### Dataset records
//! Ordered prime list and value→rank index derived from a primality bitmap
//!
//! The list holds the primes in `[3, bound]` only. 2 is deliberately left
//! out, so ranks count "primes greater than 2": rank 0 is 3, rank 1 is 5, and
//! so on. The progress count still credits 2.

use alloc::vec::Vec;
use hashbrown::HashMap;

use crate::bitmap::PrimeBitmap;
use crate::format::constants::DEFAULT_PROGRESS_INTERVAL;
use crate::{PrimedexError, Result};

/// Mapping from prime value to its 0-based position in the list
pub type RankIndex = HashMap<u64, u64>;

/// Ascending odd primes with their rank index
#[derive(Debug, Clone, PartialEq, Eq)]
pub struct PrimeStore {
    bound: u64,
    primes: Vec<u64>,
    ranks: RankIndex,
}

impl PrimeStore {
    /// Derive the list and index from `bitmap`, scanning odd values in `[3, bound]`
    pub fn derive(bitmap: &PrimeBitmap, bound: u64) -> Self {
        Self::derive_with_progress(bitmap, bound, DEFAULT_PROGRESS_INTERVAL, |_, _| {})
    }

    /// Like [`PrimeStore::derive`], calling `progress(count, prime)` every
    /// `interval`-th prime
    ///
    /// `count` includes 2. An interval of 0 disables the callback.
    pub fn derive_with_progress<F>(
        bitmap: &PrimeBitmap,
        bound: u64,
        interval: u64,
        mut progress: F,
    ) -> Self
    where
        F: FnMut(u64, u64),
    {
        let mut primes = Vec::new();
        let mut ranks = RankIndex::new();
        let mut seen = u64::from(bound >= 2);

        for k in bitmap.iter_ones() {
            if k > bound {
                break;
            }
            if k < 3 || k % 2 == 0 {
                continue;
            }
            ranks.insert(k, primes.len() as u64);
            primes.push(k);

            seen += 1;
            if interval != 0 && seen % interval == 0 {
                progress(seen, k);
            }
        }

        Self {
            bound,
            primes,
            ranks,
        }
    }

    /// Rebuild a store from a persisted list and index pair
    ///
    /// The list must be strictly ascending, odd, greater than 2 and within
    /// the bound; the index must map exactly `list[i] → i`.
    pub fn from_parts(bound: u64, primes: Vec<u64>, ranks: RankIndex) -> Result<Self> {
        validate_list(bound, &primes)?;
        if ranks.len() != primes.len() {
            return Err(PrimedexError::CorruptedData);
        }
        for (position, p) in primes.iter().enumerate() {
            if ranks.get(p) != Some(&(position as u64)) {
                return Err(PrimedexError::CorruptedData);
            }
        }
        Ok(Self {
            bound,
            primes,
            ranks,
        })
    }

    /// Bound this store was derived for
    pub fn bound(&self) -> u64 {
        self.bound
    }

    /// The ascending prime list
    pub fn primes(&self) -> &[u64] {
        &self.primes
    }

    /// The value→rank index
    pub fn rank_index(&self) -> &RankIndex {
        &self.ranks
    }

    /// Number of primes in the list (2 excluded)
    pub fn len(&self) -> usize {
        self.primes.len()
    }

    /// Whether the list is empty
    pub fn is_empty(&self) -> bool {
        self.primes.is_empty()
    }

    /// Prime at a 0-based position
    pub fn prime_at(&self, index: usize) -> Option<u64> {
        self.primes.get(index).copied()
    }

    /// Rank of `value`, if it is an indexed prime
    pub fn rank_of(&self, value: u64) -> Option<u64> {
        self.ranks.get(&value).copied()
    }

    /// Largest prime found, absent when the list is empty
    pub fn max_prime(&self) -> Option<u64> {
        self.primes.last().copied()
    }
}

fn validate_list(bound: u64, primes: &[u64]) -> Result<()> {
    let mut previous = 2u64;
    for &p in primes {
        if p <= previous || p % 2 == 0 || p > bound {
            return Err(PrimedexError::CorruptedData);
        }
        previous = p;
    }
    Ok(())
}

#[cfg(test)]
mod tests {
    use super::*;
    use crate::sieve::sieve;
    use alloc::vec;

    fn store_for(bound: u64) -> PrimeStore {
        PrimeStore::derive(&sieve(bound).unwrap(), bound)
    }

    #[test]
    fn test_bound_ten() {
        let store = store_for(10);
        assert_eq!(store.primes(), &[3, 5, 7]);
        assert_eq!(store.rank_of(3), Some(0));
        assert_eq!(store.rank_of(5), Some(1));
        assert_eq!(store.rank_of(7), Some(2));
        assert_eq!(store.rank_index().len(), 3);
        assert_eq!(store.max_prime(), Some(7));
    }

    #[test]
    fn test_bound_twenty() {
        let store = store_for(20);
        assert_eq!(store.primes(), &[3, 5, 7, 11, 13, 17, 19]);
        assert_eq!(store.rank_of(13), Some(4));
        assert_eq!(store.max_prime(), Some(19));
        assert_eq!(store.prime_at(1), Some(5));
        assert_eq!(store.prime_at(7), None);
    }

    #[test]
    fn test_two_is_never_listed() {
        for bound in [2u64, 3, 10, 100] {
            let store = store_for(bound);
            assert!(!store.primes().contains(&2));
            assert_eq!(store.rank_of(2), None);
        }
    }

    #[test]
    fn test_small_bounds_are_empty() {
        for bound in 0..3u64 {
            let store = store_for(bound);
            assert!(store.is_empty());
            assert_eq!(store.max_prime(), None);
        }
    }

    #[test]
    fn test_list_properties() {
        for bound in 0..500u64 {
            let store = store_for(bound);
            let primes = store.primes();
            assert!(primes.windows(2).all(|w| w[0] < w[1]));
            assert!(primes.iter().all(|&p| p % 2 == 1 && p > 2 && p <= bound));
            assert!(primes
                .iter()
                .all(|&p| (3..p).take_while(|d| d * d <= p).all(|d| p % d != 0)));
            assert_eq!(store.rank_index().len(), primes.len());
            for (position, &p) in primes.iter().enumerate() {
                assert_eq!(store.rank_of(p), Some(position as u64));
            }
            assert_eq!(store.max_prime(), primes.last().copied());
        }
    }

    #[test]
    fn test_derive_respects_smaller_bound() {
        let bitmap = sieve(100).unwrap();
        let store = PrimeStore::derive(&bitmap, 20);
        assert_eq!(store.max_prime(), Some(19));
        assert_eq!(store.len(), 7);
    }

    #[test]
    fn test_progress_counts_two() {
        let bitmap = sieve(100).unwrap();
        let mut calls = vec![];
        PrimeStore::derive_with_progress(&bitmap, 100, 5, |count, prime| {
            calls.push((count, prime))
        });
        // 2, 3, 5, 7, 11 → the 5th prime is 11
        assert_eq!(calls.first(), Some(&(5, 11)));
        assert_eq!(calls.len(), 25 / 5);

        let mut silent = 0;
        PrimeStore::derive_with_progress(&bitmap, 100, 0, |_, _| silent += 1);
        assert_eq!(silent, 0);
    }

    #[test]
    fn test_from_parts_round_trip() {
        let store = store_for(50);
        let rebuilt = PrimeStore::from_parts(
            50,
            store.primes().to_vec(),
            store.rank_index().clone(),
        )
        .unwrap();
        assert_eq!(rebuilt, store);
    }

    fn index_of(primes: &[u64]) -> RankIndex {
        primes
            .iter()
            .enumerate()
            .map(|(rank, &p)| (p, rank as u64))
            .collect()
    }

    #[test]
    fn test_from_parts_rejects_corruption() {
        for (bound, primes) in [(20, vec![3, 7, 5]), (20, vec![2, 3]), (5, vec![3, 5, 7])] {
            let ranks = index_of(&primes);
            assert_eq!(
                PrimeStore::from_parts(bound, primes, ranks),
                Err(PrimedexError::CorruptedData)
            );
        }

        let mut ranks = RankIndex::new();
        ranks.insert(3, 0);
        ranks.insert(5, 2);
        assert_eq!(
            PrimeStore::from_parts(10, vec![3, 5], ranks),
            Err(PrimedexError::CorruptedData)
        );
    }
}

### Goal of the exercise
Restate the records exactly. Leave nothing out.

### Output for this exercise
//! Ordered prime list and value→rank index derived from a primality bitmap
//!
//! The list holds the primes in `[3, bound]` only. 2 is deliberately left
//! out, so ranks count "primes greater than 2": rank 0 is 3, rank 1 is 5, and
//! so on. The progress count still credits 2.

use alloc::vec::Vec;
use hashbrown::HashMap;

use crate::bitmap::PrimeBitmap;
use crate::format::constants::DEFAULT_PROGRESS_INTERVAL;
use crate::{PrimedexError, Result};

/// Mapping from prime value to its 0-based position in the list
pub type RankIndex = HashMap<u64, u64>;

/// Ascending odd primes with their rank index
#[derive(Debug, Clone, PartialEq, Eq)]
pub struct PrimeStore {
    bound: u64,
    primes: Vec<u64>,
    ranks: RankIndex,
}

impl PrimeStore {
    /// Derive the list and index from `bitmap`, scanning odd values in `[3, bound]`
    pub fn derive(bitmap: &PrimeBitmap, bound: u64) -> Self {
        Self::derive_with_progress(bitmap, bound, DEFAULT_PROGRESS_INTERVAL, |_, _| {})
    }

    /// Like [`PrimeStore::derive`], calling `progress(count, prime)` every
    /// `interval`-th prime
    ///
    /// `count` includes 2. An interval of 0 disables the callback.
    pub fn derive_with_progress<F>(
        bitmap: &PrimeBitmap,
        bound: u64,
        interval: u64,
        mut progress: F,
    ) -> Self
    where
        F: FnMut(u64, u64),
    {
        let mut primes = Vec::new();
        let mut ranks = RankIndex::new();
        let mut seen = u64::from(bound >= 2);

        for k in bitmap.iter_ones() {
            if k > bound {
                break;
            }
            if k < 3 || k % 2 == 0 {
                continue;
            }
            ranks.insert(k, primes.len() as u64);
            primes.push(k);

            seen += 1;
            if interval != 0 && seen % interval == 0 {
                progress(seen, k);
            }
        }

        Self {
            bound,
            primes,
            ranks,
        }
    }

    /// Rebuild a store from a persisted list and index pair
    ///
    /// The list must be strictly ascending, odd, greater than 2 and within
    /// the bound; the index must map exactly `list[i] → i`.
    pub fn from_parts(bound: u64, primes: Vec<u64>, ranks: RankIndex) -> Result<Self> {
        validate_list(bound, &primes)?;
        if ranks.len() != primes.len() {
            return Err(PrimedexError::CorruptedData);
        }
        for (position, p) in primes.iter().enumerate() {
            if ranks.get(p) != Some(&(position as u64)) {
                return Err(PrimedexError::CorruptedData);
            }
        }
        Ok(Self {
            bound,
            primes,
            ranks,
        })
    }

    /// Bound this store was derived for
    pub fn bound(&self) -> u64 {
        self.bound
    }

    /// The ascending prime list
    pub fn primes(&self) -> &[u64] {
        &self.primes
    }

    /// The value→rank index
    pub fn rank_index(&self) -> &RankIndex {
        &self.ranks
    }

    /// Number of primes in the list (2 excluded)
    pub fn len(&self) -> usize {
        self.primes.len()
    }

    /// Whether the list is empty
    pub fn is_empty(&self) -> bool {
        self.primes.is_empty()
    }

    /// Prime at a 0-based position
    pub fn prime_at(&self, index: usize) -> Option<u64> {
        self.primes.get(index).copied()
    }

    /// Rank of `value`, if it is an indexed prime
    pub fn rank_of(&self, value: u64) -> Option<u64> {
        self.ranks.get(&value).copied()
    }

    /// Largest prime found, absent when the list is empty
    pub fn max_prime(&self) -> Option<u64> {
        self.primes.last().copied()
    }
}

fn validate_list(bound: u64, primes: &[u64]) -> Result<()> {
    let mut previous = 2u64;
    for &p in primes {
        if p <= previous || p % 2 == 0 || p > bound {
            return Err(PrimedexError::CorruptedData);
        }
        previous = p;
    }
    Ok(())
}

#[cfg(test)]
mod tests {
    use super::*;
    use crate::sieve::sieve;
    use alloc::vec;

    fn store_for(bound: u64) -> PrimeStore {
        PrimeStore::derive(&sieve(bound).unwrap(), bound)
    }

    #[test]
    fn test_bound_ten() {
        let store = store_for(10);
        assert_eq!(store.primes(), &[3, 5, 7]);
        assert_eq!(store.rank_of(3), Some(0));
        assert_eq!(store.rank_of(5), Some(1));
        assert_eq!(store.rank_of(7), Some(2));
        assert_eq!(store.rank_index().len(), 3);
        assert_eq!(store.max_prime(), Some(7));
    }

    #[test]
    fn test_bound_twenty() {
        let store = store_for(20);
        assert_eq!(store.primes(), &[3, 5, 7, 11, 13, 17, 19]);
        assert_eq!(store.rank_of(13), Some(4));
        assert_eq!(store.max_prime(), Some(19));
        assert_eq!(store.prime_at(1), Some(5));
        assert_eq!(store.prime_at(7), None);
    }

    #[test]
    fn test_two_is_never_listed() {
        for bound in [2u64, 3, 10, 100] {
            let store = store_for(bound);
            assert!(!store.primes().contains(&2));
            assert_eq!(store.rank_of(2), None);
        }
    }

    #[test]
    fn test_small_bounds_are_empty() {
        for bound in 0..3u64 {
            let store = store_for(bound);
            assert!(store.is_empty());
            assert_eq!(store.max_prime(), None);
        }
    }

    #[test]
    fn test_list_properties() {
        for bound in 0..500u64 {
            let store = store_for(bound);
            let primes = store.primes();
            assert!(primes.windows(2).all(|w| w[0] < w[1]));
            assert!(primes.iter().all(|&p| p % 2 == 1 && p > 2 && p <= bound));
            assert!(primes
                .iter()
                .all(|&p| (3..p).take_while(|d| d * d <= p).all(|d| p % d != 0)));
            assert_eq!(store.rank_index().len(), primes.len());
            for (position, &p) in primes.iter().enumerate() {
                assert_eq!(store.rank_of(p), Some(position as u64));
            }
            assert_eq!(store.max_prime(), primes.last().copied());
        }
    }

    #[test]
    fn test_derive_respects_smaller_bound() {
        let bitmap = sieve(100).unwrap();
        let store = PrimeStore::derive(&bitmap, 20);
        assert_eq!(store.max_prime(), Some(19));
        assert_eq!(store.len(), 7);
    }

    #[test]
    fn test_progress_counts_two() {
        let bitmap = sieve(100).unwrap();
        let mut calls = vec![];
        PrimeStore::derive_with_progress(&bitmap, 100, 5, |count, prime| {
            calls.push((count, prime))
        });
        // 2, 3, 5, 7, 11 → the 5th prime is 11
        assert_eq!(calls.first(), Some(&(5, 11)));
        assert_eq!(calls.len(), 25 / 5);

        let mut silent = 0;
        PrimeStore::derive_with_progress(&bitmap, 100, 0, |_, _| silent += 1);
        assert_eq!(silent, 0);
    }

    #[test]
    fn test_from_parts_round_trip() {
        let store = store_for(50);
        let rebuilt = PrimeStore::from_parts(
            50,
            store.primes().to_vec(),
            store.rank_index().clone(),
        )
        .unwrap();
        assert_eq!(rebuilt, store);
    }

    fn index_of(primes: &[u64]) -> RankIndex {
        primes
            .iter()
            .enumerate()
            .map(|(rank, &p)| (p, rank as u64))
            .collect()
    }

    #[test]
    fn test_from_parts_rejects_corruption() {
        for (bound, primes) in [(20, vec![3, 7, 5]), (20, vec![2, 3]), (5, vec![3, 5, 7])] {
            let ranks = index_of(&primes);
            assert_eq!(
                PrimeStore::from_parts(bound, primes, ranks),
                Err(PrimedexError::CorruptedData)
            );
        }

        let mut ranks = RankIndex::new();
        ranks.insert(3, 0);
        ranks.insert(5, 2);
        assert_eq!(
            PrimeStore::from_parts(10, vec![3, 5], ranks),
            Err(PrimedexError::CorruptedData)
        );
    }
}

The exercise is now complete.